The 13-song set is well-paced and laced with hit singles, though the culmination arrives during the fifth song, “Can’t Pretend”. All worked up, blushing and sweaty, Odell loses it by the end and bashes his piano with force, screaming. As cute as “Another Love” may be, even live, where Odell provides an intro by improvising Beethoven’s “For Elise”, the reality of Odell’s performances is much rawer and satisfying than anything we’ve ever gotten from him through post-production. Girls scream while the middle-aged festival partners in the VIP area are unphased.

Next up is Biffy Clyro. The Scottish hard-ish rock trio is impeccable live, and global festival favorites for a reason (they also already performed at Sziget, in 2013). The sheer energy of their tunes draws a large enough crowd in and jocks from some 105 countries are already inebriated halfway through. Simon Neil is customarily topless, with sweat dripping from his shoulder-long hair and blue sweatpants and the crowd does their best to follow his lead, many taking off their shirts and mumbling to whatever lyrics they knew (not many).

On the other hand, Wiz Khalifa is somewhat of a letdown. The proud owner of the song featured in the second most-watched YouTube video in history fails to consistently engage the 40,000-strong crowd by inarticulately roaming the stage, mumbling his own verses, and relying heavily on playback. A proper band and a different arrangement of tunes would do him good. Still, the crowd, by now in full festival swing, responds well, clapping their hands and replicating sounds coming from the stage whenever possible. Using “Smells Like Teen Spirit” as an intro to “No Sleep” works well, and “Black and Yellow” makes the audience berserk. Tabloids report Ashton Kutcher, Mila Kunis, Justin Theroux and Luke Evans are all on the Island, but nobody really sees them. No wonder that Sziget festival logistics are famed worldwide.
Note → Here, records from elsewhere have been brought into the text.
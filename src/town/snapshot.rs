//! Serializable snapshot of a generated town

use serde::{Deserialize, Serialize};

use crate::core::error::Result;
use crate::core::types::{BuildingId, LotId};
use crate::layout::{Block, Lot, Parcel, Street};
use crate::pathing::DistanceTable;
use crate::town::{Residence, Town};

/// Everything needed to redraw or compare a town
#[derive(Clone, Debug, PartialEq, Serialize, Deserialize)]
pub struct TownSnapshot {
    pub seed: u64,
    pub land_size: u32,
    pub streets: Vec<Street>,
    pub blocks: Vec<Block>,
    pub parcels: Vec<Parcel>,
    pub lots: Vec<Lot>,
    pub tracts: Vec<Lot>,
    pub residences: Vec<Residence>,
    pub downtown: LotId,
    pub distances: DistanceTable,
}

#[derive(Clone, Debug, PartialEq, Serialize, Deserialize)]
pub struct TownStats {
    pub streets: usize,
    pub parcels: usize,
    pub lots: usize,
    pub tracts: usize,
    pub blocks: usize,
    pub buildings: usize,
    pub diameter: u32,
}

impl TownSnapshot {
    pub fn new(town: &Town) -> Self {
        Self {
            seed: town.config().seed,
            land_size: town.config().land_size,
            streets: town.streets().to_vec(),
            blocks: town.blocks().to_vec(),
            parcels: town.parcels().to_vec(),
            lots: town.lots().cloned().collect(),
            tracts: town.tracts().cloned().collect(),
            residences: town.residences().to_vec(),
            downtown: town.downtown(),
            distances: town.distances().clone(),
        }
    }

    pub fn stats(&self) -> TownStats {
        let buildings: Vec<BuildingId> = self
            .lots
            .iter()
            .chain(self.tracts.iter())
            .filter_map(|l| l.building)
            .collect();
        TownStats {
            streets: self.streets.len(),
            parcels: self.parcels.len(),
            lots: self.lots.len(),
            tracts: self.tracts.len(),
            blocks: self.blocks.len(),
            buildings: buildings.len(),
            diameter: self.distances.diameter(),
        }
    }

    pub fn to_json(&self) -> Result<String> {
        Ok(serde_json::to_string_pretty(self)?)
    }

    pub fn from_json(json: &str) -> Result<Self> {
        Ok(serde_json::from_str(json)?)
    }

    pub fn summary(&self) -> String {
        let stats = self.stats();
        let downtown = self
            .lots
            .iter()
            .find(|l| l.id == self.downtown)
            .and_then(|l| l.address.as_ref())
            .map(|a| a.text.as_str())
            .unwrap_or("nowhere");
        format!(
            "Town on {}x{} land (seed {})\n{} streets, {} blocks, {} parcels, {} lots, {} tracts\nDowntown at {}, widest trip {} hops",
            self.land_size,
            self.land_size,
            self.seed,
            stats.streets,
            stats.blocks,
            stats.parcels,
            stats.lots,
            stats.tracts,
            downtown,
            stats.diameter,
        )
    }
}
As expected, “See You Again” ignites a massive singalong, and one could say that the rapper did satisfy at least a part of his audience. Elsewhere at the A38 tent, the Vaccines are a delight. Perpetually irked, snappy and kinetic, the English indie rockers manage to cram a total of 19 punk-rock tunes in under 75 minutes. What started as a half-full concert turns into a full capacity, sweaty and fuming gig, within minutes. Even the majority who don’t know the lyrics to “Wrecking Bar (Ra Ra Ra)”, “If You Wanna”, “Teenage Icon” and “Bad Mood”, dance like they are hearing their favorite band play at a homecoming for the first time. While the singer Justin Hayward-Young is a bit of an overkill, sneering at the crowd and overdoing the “rock star” pose and enunciation (“Yeah, baby!” – really?!), the band themselves are glorious, and a rare example of radio-friendly punk-rockers who don’t substitute edge for clicks and views.

After the gig is done, it is already 11PM and we are tired (old?), so we head home, lamentably, off the island. There’s abrupt movement in a tent nearby, someone heatedly jumping up and down. Turns out it’s a sole attendee, trying to open a can of tuna to no avail.